The Big Bad Bond Indexing Boondoggle

May 09, 2005

S&P’s untimely downgrade of GM and Ford credit leaves bond indexers in a huge fix: Choosing between massive turnover and major benchmarking risk.

You don't read much about bond indexing in the press, and for good reason: There's not too much to say.  The industry is totally dominated by Lehman Brothers, turnover in core indexes is low, and the low risk nature of bond investing makes the whole business a bit … dull.  And that's coming from an indexing geek.

But the usually staid world of bond indexing is about to get funky … real funky. 

Standard and Poor's (S&P) recent downgrade of Ford and GM debt to junk status - combined with a major change in the way Lehman Brothers creates it indexes - has created a perfect storm of indexing turnover that will challenge the talents of even the savviest bond index fund managers.

Here's the situation.

The biggest decision you can make in bond indexing is whether something is "investment grade" or "junk."  At Lehman Brothers, that decision is currently based on the more conservative evaluation of two bond rating agencies: S&P and Moody's Investors Service.  If either agency cuts a company's credit rating to junk, that company is kicked out of Lehman's investment grade indexes.

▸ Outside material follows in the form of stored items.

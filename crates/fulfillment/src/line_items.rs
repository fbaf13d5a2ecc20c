//! Turns provider line items into licensable `(product, quantity, line item)`
//! tuples.

use crate::error::{FulfillmentError, Result};
use crate::services::ProviderLineItem;

/// Product metadata key carrying the catalog slug.
pub const PRODUCT_REF_METADATA_KEY: &str = "product_slug";

/// Product references that never produce a license.
pub const NON_LICENSABLE_REFS: &[&str] = &["shipping"];

/// Upper bound on units for a single line item.
pub const MAX_UNITS_PER_LINE_ITEM: u32 = 1_000;

/// A licensable line item.
#[derive(Debug, Clone, PartialEq, Eq)]
pub struct ResolvedLineItem {
    pub product_ref: String,
    pub quantity: u32,
    pub line_item_id: String,
}

/// Extracts licensable items, dropping anything without a product reference,
/// with a non-licensable reference, or with a zero quantity. A missing
/// quantity counts as one unit. A quantity above `MAX_UNITS_PER_LINE_ITEM`
/// fails the whole set.
pub fn resolve(items: &[ProviderLineItem]) -> Result<Vec<ResolvedLineItem>> {
    let mut resolved = Vec::with_capacity(items.len());
    for item in items {
        let Some(product_ref) = item
            .product_metadata()
            .and_then(|m| m.get(PRODUCT_REF_METADATA_KEY))
            .map(|r| r.trim())
            .filter(|r| !r.is_empty())
        else {
            continue;
        };

        if NON_LICENSABLE_REFS.contains(&product_ref) {
            tracing::debug!(
                line_item_id = %item.id,
                product_ref,
                "skipping non-licensable item"
            );
            continue;
        }

        let quantity = match item.quantity {
            None => 1,
            Some(q) if q <= 0 => continue,
            Some(q) => u32::try_from(q)
                .ok()
                .filter(|q| *q <= MAX_UNITS_PER_LINE_ITEM)
                .ok_or_else(|| FulfillmentError::InvalidLineItem {
                    line_item_id: item.id.clone(),
                    quantity: q,
                })?,
        };

        resolved.push(ResolvedLineItem {
            product_ref: product_ref.to_string(),
            quantity,
            line_item_id: item.id.clone(),
        });
    }
    Ok(resolved)
}

/// Distinct product references across the items, in first-seen order.
pub fn product_refs(items: &[ResolvedLineItem]) -> Vec<String> {
    let mut refs: Vec<String> = Vec::new();
    for item in items {
        if !refs.contains(&item.product_ref) {
            refs.push(item.product_ref.clone());
        }
    }
    refs
}

#[cfg(test)]
mod tests {
    use super::*;

    #[test]
    fn resolves_licensable_items() {
        let items = vec![
            ProviderLineItem::for_product("li_1", "robot-kit", 2),
            ProviderLineItem::for_product("li_2", "ebook", 1),
        ];
        let resolved = resolve(&items).unwrap();
        assert_eq!(
            resolved,
            vec![
                ResolvedLineItem {
                    product_ref: "robot-kit".into(),
                    quantity: 2,
                    line_item_id: "li_1".into(),
                },
                ResolvedLineItem {
                    product_ref: "ebook".into(),
                    quantity: 1,
                    line_item_id: "li_2".into(),
                },
            ]
        );
    }

    #[test]
    fn drops_shipping_and_unreferenced_items() {
        let items = vec![
            ProviderLineItem::for_product("li_ship", "shipping", 1),
            ProviderLineItem {
                id: "li_plain".into(),
                quantity: Some(1),
                ..Default::default()
            },
            ProviderLineItem::for_product("li_blank", "  ", 1),
        ];
        assert!(resolve(&items).unwrap().is_empty());
    }

    #[test]
    fn zero_quantity_is_dropped_and_missing_quantity_is_one() {
        let mut missing = ProviderLineItem::for_product("li_1", "robot-kit", 1);
        missing.quantity = None;
        let zero = ProviderLineItem::for_product("li_2", "robot-kit", 0);

        let resolved = resolve(&[missing, zero]).unwrap();
        assert_eq!(resolved.len(), 1);
        assert_eq!(resolved[0].quantity, 1);
    }

    #[test]
    fn oversized_quantity_is_rejected() {
        let at_limit = ProviderLineItem::for_product(
            "li_1",
            "robot-kit",
            i64::from(MAX_UNITS_PER_LINE_ITEM),
        );
        assert_eq!(resolve(&[at_limit]).unwrap()[0].quantity, MAX_UNITS_PER_LINE_ITEM);

        let huge = ProviderLineItem::for_product("li_2", "robot-kit", i64::from(u32::MAX) + 1);
        match resolve(&[huge]) {
            Err(FulfillmentError::InvalidLineItem {
                line_item_id,
                quantity,
            }) => {
                assert_eq!(line_item_id, "li_2");
                assert_eq!(quantity, i64::from(u32::MAX) + 1);
            }
            other => panic!("expected InvalidLineItem, got {other:?}"),
        }
    }

    #[test]
    fn product_refs_are_distinct() {
        let items = resolve(&[
            ProviderLineItem::for_product("li_1", "robot-kit", 1),
            ProviderLineItem::for_product("li_2", "ebook", 1),
            ProviderLineItem::for_product("li_3", "robot-kit", 3),
        ])
        .unwrap();
        assert_eq!(product_refs(&items), vec!["robot-kit", "ebook"]);
    }
}
//! Line item provider trait, provider payload types and implementations.

use std::collections::HashMap;
use std::sync::{Arc, RwLock};

use async_trait::async_trait;
use common::SessionId;
use reqwest::Client;
use serde::Deserialize;

use crate::error::FulfillmentError;

/// Line item as returned by the payment provider.
///
/// Only the fields the resolver reads are modeled; everything else in the
/// provider payload is ignored at deserialization time.
#[derive(Debug, Clone, Default, PartialEq, Deserialize)]
pub struct ProviderLineItem {
    pub id: String,
    #[serde(default)]
    pub quantity: Option<i64>,
    #[serde(default)]
    pub description: Option<String>,
    #[serde(default)]
    pub price: Option<ProviderPrice>,
}

#[derive(Debug, Clone, Default, PartialEq, Deserialize)]
pub struct ProviderPrice {
    #[serde(default)]
    pub product: Option<ProviderProduct>,
}

#[derive(Debug, Clone, Default, PartialEq, Deserialize)]
pub struct ProviderProduct {
    #[serde(default)]
    pub metadata: HashMap<String, String>,
}

impl ProviderLineItem {
    /// Builds a line item whose product carries `product_ref` in its
    /// metadata.
    pub fn for_product(id: impl Into<String>, product_ref: &str, quantity: i64) -> Self {
        let mut metadata = HashMap::new();
        metadata.insert(
            crate::line_items::PRODUCT_REF_METADATA_KEY.to_string(),
            product_ref.to_string(),
        );
        Self {
            id: id.into(),
            quantity: Some(quantity),
            description: None,
            price: Some(ProviderPrice {
                product: Some(ProviderProduct { metadata }),
            }),
        }
    }

    /// Metadata of the product behind this line item, if expanded.
    pub fn product_metadata(&self) -> Option<&HashMap<String, String>> {
        self.price
            .as_ref()
            .and_then(|p| p.product.as_ref())
            .map(|p| &p.metadata)
    }
}

/// Fetches the line items of a completed checkout session.
///
/// Line items are fetched separately rather than read from the event so
/// that large carts are not truncated by the event payload size limit.
#[async_trait]
pub trait LineItemProvider: Send + Sync {
    async fn line_items(
        &self,
        session_id: &SessionId,
    ) -> Result<Vec<ProviderLineItem>, FulfillmentError>;
}

#[async_trait]
impl<T: LineItemProvider + ?Sized> LineItemProvider for Arc<T> {
    async fn line_items(
        &self,
        session_id: &SessionId,
    ) -> Result<Vec<ProviderLineItem>, FulfillmentError> {
        (**self).line_items(session_id).await
    }
}

#[derive(Debug, Default)]
struct InMemoryLineItemState {
    sessions: HashMap<SessionId, Vec<ProviderLineItem>>,
    fail_on_fetch: bool,
    fetch_count: usize,
}

/// In-memory line item provider for testing and local development.
#[derive(Debug, Clone, Default)]
pub struct InMemoryLineItemProvider {
    state: Arc<RwLock<InMemoryLineItemState>>,
}

impl InMemoryLineItemProvider {
    /// Creates a new in-memory provider with no sessions.
    pub fn new() -> Self {
        Self::default()
    }

    /// Registers the line items returned for a session.
    pub fn set_line_items(&self, session_id: impl Into<SessionId>, items: Vec<ProviderLineItem>) {
        self.state
            .write()
            .unwrap()
            .sessions
            .insert(session_id.into(), items);
    }

    /// Configures the provider to fail on fetch.
    pub fn set_fail_on_fetch(&self, fail: bool) {
        self.state.write().unwrap().fail_on_fetch = fail;
    }

    /// Returns how many fetches have been made.
    pub fn fetch_count(&self) -> usize {
        self.state.read().unwrap().fetch_count
    }
}

#[async_trait]
impl LineItemProvider for InMemoryLineItemProvider {
    async fn line_items(
        &self,
        session_id: &SessionId,
    ) -> Result<Vec<ProviderLineItem>, FulfillmentError> {
        let mut state = self.state.write().unwrap();
        state.fetch_count += 1;

        if state.fail_on_fetch {
            return Err(FulfillmentError::LineItemProvider(
                "Line item service unavailable".to_string(),
            ));
        }

        Ok(state.sessions.get(session_id).cloned().unwrap_or_default())
    }
}

const STRIPE_API_BASE: &str = "https://api.stripe.com/v1";
const STRIPE_PAGE_SIZE: &str = "100";

#[derive(Debug, Deserialize)]
struct StripeList {
    data: Vec<ProviderLineItem>,
    #[serde(default)]
    has_more: bool,
}

/// Fetches checkout line items from the Stripe API, with each line item's
/// product expanded so its metadata is available.
#[derive(Debug, Clone)]
pub struct StripeLineItemProvider {
    client: Client,
    secret_key: String,
    base_url: String,
}

impl StripeLineItemProvider {
    pub fn new(secret_key: impl Into<String>) -> Self {
        Self {
            client: Client::new(),
            secret_key: secret_key.into(),
            base_url: STRIPE_API_BASE.to_string(),
        }
    }

    /// Overrides the API base URL (for a local mock server).
    pub fn with_base_url(mut self, base_url: impl Into<String>) -> Self {
        self.base_url = base_url.into();
        self
    }
}

#[async_trait]
impl LineItemProvider for StripeLineItemProvider {
    #[tracing::instrument(skip(self), fields(provider = "stripe"))]
    async fn line_items(
        &self,
        session_id: &SessionId,
    ) -> Result<Vec<ProviderLineItem>, FulfillmentError> {
        let url = format!(
            "{}/checkout/sessions/{}/line_items",
            self.base_url, session_id
        );
        let mut items = Vec::new();
        let mut starting_after: Option<String> = None;

        loop {
            let mut query = vec![
                ("limit", STRIPE_PAGE_SIZE.to_string()),
                ("expand[]", "data.price.product".to_string()),
            ];
            if let Some(ref cursor) = starting_after {
                query.push(("starting_after", cursor.clone()));
            }

            let response = self
                .client
                .get(&url)
                .basic_auth(&self.secret_key, None::<&str>)
                .query(&query)
                .send()
                .await
                .map_err(|e| FulfillmentError::LineItemProvider(format!("Stripe API error: {e}")))?;

            if !response.status().is_success() {
                let status = response.status();
                let body = response.text().await.unwrap_or_default();
                return Err(FulfillmentError::LineItemProvider(format!(
                    "Stripe API returned {status}: {body}"
                )));
            }

            let page: StripeList = response.json().await.map_err(|e| {
                FulfillmentError::LineItemProvider(format!("Failed to parse Stripe response: {e}"))
            })?;

            starting_after = page.data.last().map(|item| item.id.clone());
            let has_more = page.has_more;
            items.extend(page.data);

            if !has_more || starting_after.is_none() {
                break;
            }
        }

        tracing::debug!(count = items.len(), "fetched line items");
        Ok(items)
    }
}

Moody's currently rates both GM and Ford debt as "investment grade."  But S&P's downgrade means that both company's bonds will be kicked out of Lehman's investment grade indexes at the end of this month.

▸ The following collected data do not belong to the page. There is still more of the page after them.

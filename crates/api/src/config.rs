//! Application configuration loaded from environment variables.

/// Server configuration with sensible defaults.
///
/// Reads from environment variables:
/// - `HOST`: bind address (default: `"0.0.0.0"`)
/// - `PORT`: listen port (default: `3000`)
/// - `RUST_LOG`: tracing filter directive (default: `"info"`)
/// - `DATABASE_URL`: PostgreSQL connection string; unset selects the in-memory store
/// - `DATABASE_MAX_CONNECTIONS`: pool size (default: `5`)
/// - `STRIPE_WEBHOOK_SECRET`: webhook signing secret
/// - `STRIPE_SECRET_KEY`: API key for line item lookups
/// - `RESEND_API_KEY` / `EMAIL_FROM`: confirmation email transport
#[derive(Debug, Clone)]
pub struct Config {
    pub host: String,
    pub port: u16,
    pub log_level: String,
    pub database_url: Option<String>,
    pub database_max_connections: u32,
    pub stripe_webhook_secret: Option<String>,
    pub stripe_secret_key: Option<String>,
    pub resend_api_key: Option<String>,
    pub email_from: Option<String>,
}

impl Config {
    /// Loads configuration from environment variables, falling back to defaults.
    pub fn from_env() -> Self {
        Self::from_lookup(|key| std::env::var(key).ok())
    }

    /// Builds a configuration from an arbitrary key lookup. Blank values count
    /// as unset.
    pub fn from_lookup(lookup: impl Fn(&str) -> Option<String>) -> Self {
        let var = |key: &str| lookup(key).filter(|v| !v.trim().is_empty());
        let defaults = Self::default();

        Self {
            host: var("HOST").unwrap_or(defaults.host),
            port: var("PORT")
                .and_then(|p| p.parse().ok())
                .unwrap_or(defaults.port),
            log_level: var("RUST_LOG").unwrap_or(defaults.log_level),
            database_url: var("DATABASE_URL"),
            database_max_connections: var("DATABASE_MAX_CONNECTIONS")
                .and_then(|n| n.parse().ok())
                .unwrap_or(defaults.database_max_connections),
            stripe_webhook_secret: var("STRIPE_WEBHOOK_SECRET"),
            stripe_secret_key: var("STRIPE_SECRET_KEY"),
            resend_api_key: var("RESEND_API_KEY"),
            email_from: var("EMAIL_FROM"),
        }
    }

    /// Returns the `"host:port"` bind address string.
    pub fn addr(&self) -> String {
        format!("{}:{}", self.host, self.port)
    }
}

impl Default for Config {
    fn default() -> Self {
        Self {
            host: "0.0.0.0".to_string(),
            port: 3000,
            log_level: "info".to_string(),
            database_url: None,
            database_max_connections: 5,
            stripe_webhook_secret: None,
            stripe_secret_key: None,
            resend_api_key: None,
            email_from: None,
        }
    }
}
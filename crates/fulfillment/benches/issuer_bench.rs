use std::collections::{HashMap, HashSet};

use common::SessionId;
use criterion::{Criterion, criterion_group, criterion_main};
use fulfillment::codes::generate_license_code;
use fulfillment::issuer::plan_missing_units;
use fulfillment::{
    CheckoutCompleted, FulfillmentOrchestrator, InMemoryEmailSender, InMemoryLineItemProvider,
    LicenseIssuer, ProviderLineItem, ResolvedLineItem,
};
use store::{InMemoryStore, ProductRecord};

fn items(count: usize, quantity: u32) -> Vec<ResolvedLineItem> {
    (0..count)
        .map(|i| ResolvedLineItem {
            product_ref: "robot-kit".to_string(),
            quantity,
            line_item_id: format!("li_{i}"),
        })
        .collect()
}

fn bench_generate_code(c: &mut Criterion) {
    c.bench_function("codes/generate_license_code", |b| {
        b.iter(generate_license_code);
    });
}

fn bench_plan_missing_units(c: &mut Criterion) {
    let session = SessionId::new("sess_bench");
    let items = items(20, 5);
    let existing: HashSet<String> = (1..=50)
        .map(|u| format!("sess_bench:li_0:{u}"))
        .collect();

    c.bench_function("issuer/plan_missing_units_100", |b| {
        b.iter(|| plan_missing_units(&session, &items, &existing));
    });
}

fn bench_issue_batch_10(c: &mut Criterion) {
    let rt = tokio::runtime::Runtime::new().unwrap();
    let product = ProductRecord::new("robot-kit", "Robot Kit");
    let products = HashMap::from([(product.slug.clone(), product)]);
    let items = items(2, 5);

    c.bench_function("issuer/issue_batch_10", |b| {
        b.iter(|| {
            rt.block_on(async {
                let store = InMemoryStore::new();
                let issuer = LicenseIssuer::new(store);
                issuer
                    .issue(
                        &SessionId::new("sess_bench"),
                        "buyer@example.com",
                        &items,
                        &products,
                    )
                    .await
                    .unwrap();
            });
        });
    });
}

fn bench_replay_completed_session(c: &mut Criterion) {
    let rt = tokio::runtime::Runtime::new().unwrap();
    let store = InMemoryStore::new();
    let line_items = InMemoryLineItemProvider::new();
    line_items.set_line_items(
        "sess_bench",
        vec![ProviderLineItem::for_product("li_1", "robot-kit", 3)],
    );
    let orchestrator =
        FulfillmentOrchestrator::new(store.clone(), line_items, InMemoryEmailSender::new());
    let checkout = CheckoutCompleted {
        session_id: SessionId::new("sess_bench"),
        event_id: "evt_bench".to_string(),
        customer_email: Some("buyer@example.com".to_string()),
        amount_total: Some(1000),
        currency: Some("usd".to_string()),
    };
    rt.block_on(async {
        store
            .add_product(ProductRecord::new("robot-kit", "Robot Kit"))
            .await;
        orchestrator.fulfill(&checkout).await.unwrap();
    });

    c.bench_function("orchestrator/replay_completed_session", |b| {
        b.iter(|| {
            rt.block_on(async {
                orchestrator.fulfill(&checkout).await.unwrap();
            });
        });
    });
}

criterion_group!(
    benches,
    bench_generate_code,
    bench_plan_missing_units,
    bench_issue_batch_10,
    bench_replay_completed_session,
);
criterion_main!(benches);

That's big news, because GM and Ford are two of the largest issuers of credit in the United States. Taken together, GM and Ford make up nearly 4 percent of Lehman's U.S. Aggregate Corporate Index, a widely followed index of corporate investment grade credit, and nearly 1 percent of the U.S. Aggregate Index, the most widely followed bond index, which combines both corporate and government-backed investment grade debt.

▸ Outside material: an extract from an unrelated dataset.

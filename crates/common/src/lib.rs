//! Shared identifier types for the purchase fulfillment service.

mod types;

pub use types::{LicenseId, ProductId, SessionId};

All told, there's more than $4.3 trillion benchmarked to Lehman's family of bond indexes, with much of that tied to the two indexes mentioned above.  So when Ford and GM are booted out of those indexes at the end of this month, a lot of index funds will be looking to sell. 

But wait, it gets a lot more interesting.

Back in January, Lehman announced a major change to their benchmarking policy: Beginning July 1, the company will start taking into account the opinion of a third ratings agency, Fitch Ratings Service, when deciding if a bond is investment grade or junk.  Under the new system, Lehman will use the middle of the three ratings to place each company in the appropriate index.

You see what's coming, don't you? 

Currently, both Fitch and Moody's rate Ford and GM credit as "investment grade."  As a result, unless one of those two agencies changes their ratings before July 1, Ford and GM credit will re-enter Lehman's investment grade indexes on that date.  And index funds will have to re-buy all the same credit they dumped just one month earlier.

Of course, there's a chance that either Fitch or Moody's will cut their ratings on the automakers to junk before the July 1 deadline - making the above point moot.

But there's also a chance that they will downgrade the credit after July 1.  If that happens, the bonds will be kicked out of the indexes all over again. In, out, in … it's enough to make your head spin.

Lehman Brothers acknowledged that this situation is possible.

What's An Indexer To Do?

The good folks running America's bond index funds are faced with an almost impossible choice.  Bonds representing between one- and four-percent of their benchmarks could exit, enter, and exit those indexes … in the span of a few weeks. 

With literally trillions of dollars tied to these indexes, managers must choose between massive turnover and massive benchmarking risk. Do they hold the bonds from May 31-July 1 and suffer dramatic benchmark risk when these bonds are absent from the index? (Risk amplified by the fact that these bonds are sure to trade dramatically as they change from "investment grade" to "junk.") Or do they follow the index exactly and incur enormous transaction costs - a certain drag on performance.

Vanguard, one of the largest bond indexers, declined to comment on their specific trading strategy. They did say, however, "We are taking the necessary steps to help ensure that our bond index funds continue to parallel their target benchmarks."